Dentro de la investigación por el caso del presunto acceso carnal violento efectuado por soldados del ejército nacional contra una menor indígena de la comunidad Embera Chamí en días pasados, la Procuraduría General de la Nación, asumió la actuación que inició la Oficina de Control Interno Disciplinario del Ejército Nacional, con sede en Pereira, y abrió indagación preliminar contra soldados por establecer del Batallón San Mateo.
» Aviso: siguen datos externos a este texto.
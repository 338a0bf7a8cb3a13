//! 核心模块 - 服务器配置、状态和启动
//!
//! # 模块结构
//!
//! - [`Config`] - 服务器配置
//! - [`ServerState`] - 服务器状态 (所有服务的共享引用)
//! - [`Server`] - HTTP 服务器

pub mod config;
pub mod server;
pub mod state;

pub use config::Config;
pub use server::Server;
pub use state::{ResourceVersions, ServerState};
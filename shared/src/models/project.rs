//! Project and Building Models

use serde::{Deserialize, Serialize};

/// Real-estate development project
#[derive(Debug, Clone, Serialize, Deserialize)]
#[cfg_attr(feature = "db", derive(sqlx::FromRow))]
pub struct Project {
    pub id: i64,
    pub title: String,
    pub location: Option<String>,
    pub created_at: i64,
}

/// Create project payload
#[derive(Debug, Clone, Serialize, Deserialize)]
pub struct ProjectCreate {
    pub title: String,
    pub location: Option<String>,
}

/// Building inside a project
#[derive(Debug, Clone, Serialize, Deserialize)]
#[cfg_attr(feature = "db", derive(sqlx::FromRow))]
pub struct Building {
    pub id: i64,
    pub project_id: i64,
    pub name: String,
    /// Short code shown on the overview (e.g. "A", "B2")
    pub identifier: String,
    pub is_active: bool,
    pub sort_order: i32,
    pub created_at: i64,
}

/// Create building payload; the project comes from the path
#[derive(Debug, Clone, Serialize, Deserialize)]
pub struct BuildingCreate {
    pub name: String,
    pub identifier: String,
    pub sort_order: Option<i32>,
}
“Cuando se trata de investigaciones que involucren conductas como la del asunto objeto del presente pronunciamiento, se considera que dada su presunta gravedad, reiteración y afectación de los derechos fundamentales de las niñas y adolescentes, y ante el imperativo de obtener protección contra toda forma de violencia contra estos sujetos de especial protección, deben ser asumidas por la Procuraduría General de la Nación en cumplimiento de los fines esenciales inherentes a la entidad y dispuestos en los mandatos constitucionales”, precisó el Ministerio Público al ejercer el poder disciplinario preferente.

Para la Entidad los hechos investigados “podrían llegar a constituir afectación de derechos humanos, en atención a la condición especial de la víctima por tratarse de una menor de edad que pertenece a un grupo étnico”.
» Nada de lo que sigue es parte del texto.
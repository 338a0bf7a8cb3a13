//! Unified error codes for the zone navigation server
//!
//! Error codes are organized by category:
//! - 0xxx: General errors
//! - 1xxx: Validation errors (geometry, navigation parameters, bindings)
//! - 2xxx: Not-found errors
//! - 3xxx: External process errors (detection)
//! - 4xxx: Storage errors (image store)
//! - 9xxx: System errors

use serde::{Deserialize, Serialize};
use std::fmt;

/// Unified error code enum
///
/// All error codes are represented as u16 values so the frontend can switch on
/// them without parsing messages.
#[derive(Debug, Clone, Copy, PartialEq, Eq, Hash, Serialize, Deserialize)]
#[serde(into = "u16", try_from = "u16")]
#[repr(u16)]
pub enum ErrorCode {
    // ==================== 0xxx: General ====================
    /// Operation completed successfully
    Success = 0,
    /// Unknown error
    Unknown = 1,
    /// Validation failed
    ValidationFailed = 2,
    /// Resource not found
    NotFound = 3,
    /// Resource already exists
    AlreadyExists = 4,
    /// Invalid request
    InvalidRequest = 5,
    /// Required field missing
    RequiredField = 7,
    /// Value out of range
    ValueOutOfRange = 8,

    // ==================== 1xxx: Validation ====================
    /// Polygon point has an unrecognized shape
    InvalidGeometry = 1001,
    /// Polygon has fewer than three points
    PolygonTooFewPoints = 1002,
    /// Polygon area is below the minimum zone area
    PolygonDegenerate = 1003,
    /// Navigation level is missing a required identifier
    MissingNavigationParameter = 1004,
    /// Entity is already bound to another zone of the same type
    DuplicateEntityBinding = 1005,
    /// Bound entity kind does not match the zone type
    EntityKindMismatch = 1006,
    /// Zone type does not allow the given building context
    InvalidZoneContext = 1007,
    /// Viewbox is not a list of numbers
    InvalidViewbox = 1008,
    /// Uploaded file format is not supported
    UnsupportedImageFormat = 1009,
    /// Uploaded file exceeds the size limit
    FileTooLarge = 1010,
    /// Template replication request is invalid
    InvalidTemplate = 1011,

    // ==================== 2xxx: Not found ====================
    /// Project not found
    ProjectNotFound = 2001,
    /// Building not found
    BuildingNotFound = 2002,
    /// Apartment not found
    ApartmentNotFound = 2003,
    /// Zone not found
    ZoneNotFound = 2004,
    /// Zone image not found
    ZoneImageNotFound = 2005,

    // ==================== 3xxx: External process ====================
    /// Detection process failed or produced invalid output
    DetectionFailed = 3001,
    /// Detection process exceeded its timeout
    DetectionTimeout = 3002,

    // ==================== 4xxx: Storage ====================
    /// Storing or deleting an image object failed
    ImageStorageFailed = 4001,
    /// Image slot replacement failed mid-operation
    ImageReplaceFailed = 4002,

    // ==================== 9xxx: System ====================
    /// Internal server error
    InternalError = 9001,
    /// Database error
    DatabaseError = 9002,
    /// Configuration error
    ConfigError = 9003,
}

impl ErrorCode {
    /// Get the numeric code value
    #[inline]
    pub const fn code(&self) -> u16 {
        *self as u16
    }

    /// Check if this is a success code
    #[inline]
    pub const fn is_success(&self) -> bool {
        matches!(self, Self::Success)
    }

    /// Get the default message for this error code
    pub const fn message(&self) -> &'static str {
        match self {
            // General
            Self::Success => "Success",
            Self::Unknown => "Unknown error",
            Self::ValidationFailed => "Validation failed",
            Self::NotFound => "Resource not found",
            Self::AlreadyExists => "Resource already exists",
            Self::InvalidRequest => "Invalid request",
            Self::RequiredField => "Required field missing",
            Self::ValueOutOfRange => "Value out of range",

            // Validation
            Self::InvalidGeometry => "Polygon point is neither [x, y] nor {x, y}",
            Self::PolygonTooFewPoints => "Polygon needs at least three points",
            Self::PolygonDegenerate => "Polygon area is too small",
            Self::MissingNavigationParameter => "Navigation level is missing a required parameter",
            Self::DuplicateEntityBinding => "Entity is already bound to another zone",
            Self::EntityKindMismatch => "Bound entity does not match the zone type",
            Self::InvalidZoneContext => "Zone context is invalid for this zone type",
            Self::InvalidViewbox => "Viewbox must contain numeric components",
            Self::UnsupportedImageFormat => "Unsupported image format",
            Self::FileTooLarge => "File is too large",
            Self::InvalidTemplate => "Template replication request is invalid",

            // Not found
            Self::ProjectNotFound => "Project not found",
            Self::BuildingNotFound => "Building not found",
            Self::ApartmentNotFound => "Apartment not found",
            Self::ZoneNotFound => "Zone not found",
            Self::ZoneImageNotFound => "Zone image not found",

            // External process
            Self::DetectionFailed => "Zone detection failed",
            Self::DetectionTimeout => "Zone detection timed out",

            // Storage
            Self::ImageStorageFailed => "Image storage failed",
            Self::ImageReplaceFailed => "Image replacement failed",

            // System
            Self::InternalError => "Internal server error",
            Self::DatabaseError => "Database error",
            Self::ConfigError => "Configuration error",
        }
    }
}

impl From<ErrorCode> for u16 {
    #[inline]
    fn from(code: ErrorCode) -> Self {
        code as u16
    }
}

/// Error returned when converting an unknown u16 into an [`ErrorCode`]
#[derive(Debug, Clone, Copy, PartialEq, Eq)]
pub struct InvalidErrorCode(pub u16);

impl fmt::Display for InvalidErrorCode {
    fn fmt(&self, f: &mut fmt::Formatter<'_>) -> fmt::Result {
        write!(f, "invalid error code: {}", self.0)
    }
}

impl std::error::Error for InvalidErrorCode {}

impl TryFrom<u16> for ErrorCode {
    type Error = InvalidErrorCode;

    fn try_from(value: u16) -> Result<Self, Self::Error> {
        match value {
            0 => Ok(Self::Success),
            1 => Ok(Self::Unknown),
            2 => Ok(Self::ValidationFailed),
            3 => Ok(Self::NotFound),
            4 => Ok(Self::AlreadyExists),
            5 => Ok(Self::InvalidRequest),
            7 => Ok(Self::RequiredField),
            8 => Ok(Self::ValueOutOfRange),

            1001 => Ok(Self::InvalidGeometry),
            1002 => Ok(Self::PolygonTooFewPoints),
            1003 => Ok(Self::PolygonDegenerate),
            1004 => Ok(Self::MissingNavigationParameter),
            1005 => Ok(Self::DuplicateEntityBinding),
            1006 => Ok(Self::EntityKindMismatch),
            1007 => Ok(Self::InvalidZoneContext),
            1008 => Ok(Self::InvalidViewbox),
            1009 => Ok(Self::UnsupportedImageFormat),
            1010 => Ok(Self::FileTooLarge),
            1011 => Ok(Self::InvalidTemplate),

            2001 => Ok(Self::ProjectNotFound),
            2002 => Ok(Self::BuildingNotFound),
            2003 => Ok(Self::ApartmentNotFound),
            2004 => Ok(Self::ZoneNotFound),
            2005 => Ok(Self::ZoneImageNotFound),

            3001 => Ok(Self::DetectionFailed),
            3002 => Ok(Self::DetectionTimeout),

            4001 => Ok(Self::ImageStorageFailed),
            4002 => Ok(Self::ImageReplaceFailed),

            9001 => Ok(Self::InternalError),
            9002 => Ok(Self::DatabaseError),
            9003 => Ok(Self::ConfigError),

            _ => Err(InvalidErrorCode(value)),
        }
    }
}

impl fmt::Display for ErrorCode {
    fn fmt(&self, f: &mut fmt::Formatter<'_>) -> fmt::Result {
        write!(f, "E{:04}", self.code())
    }
}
Simultáneamente, el ente de control intervino en el consejo de seguridad convocado por las autoridades de Pueblo Rico, donde reclamó que se adelante la oportuna investigación penal, bajo el principio de debida diligencia y el restablecimiento de derechos de la niña como titular de especial protección constitucional.

A través de las delegadas para la Defensa de los Derechos de la Infancia, la Adolescencia, la Familia y las Mujeres, Derechos Humanos, Asuntos Étnicos, Ministerio Público para Asuntos Penales, la Regional Risaralda y la Provincial Pereira, la Procuraduría velará por la defensa, protección y garantía de los derechos de la niña, su familia y su comunidad.

De acuerdo con la Convención sobre los Derechos del Niño, ratificada por Colombia a través de la Ley 12 de 1991, es obligación asistir y proteger a los niños, niñas y adolescentes del maltrato y abuso, para garantizar su desarrollo armónico e integral y el ejercicio pleno de sus derechos.

Recordó que de acuerdo con sentencias de la Corte Constitucional los pueblos indígenas son sujetos de especial protección por encontrarse en situación de vulnerabilidad.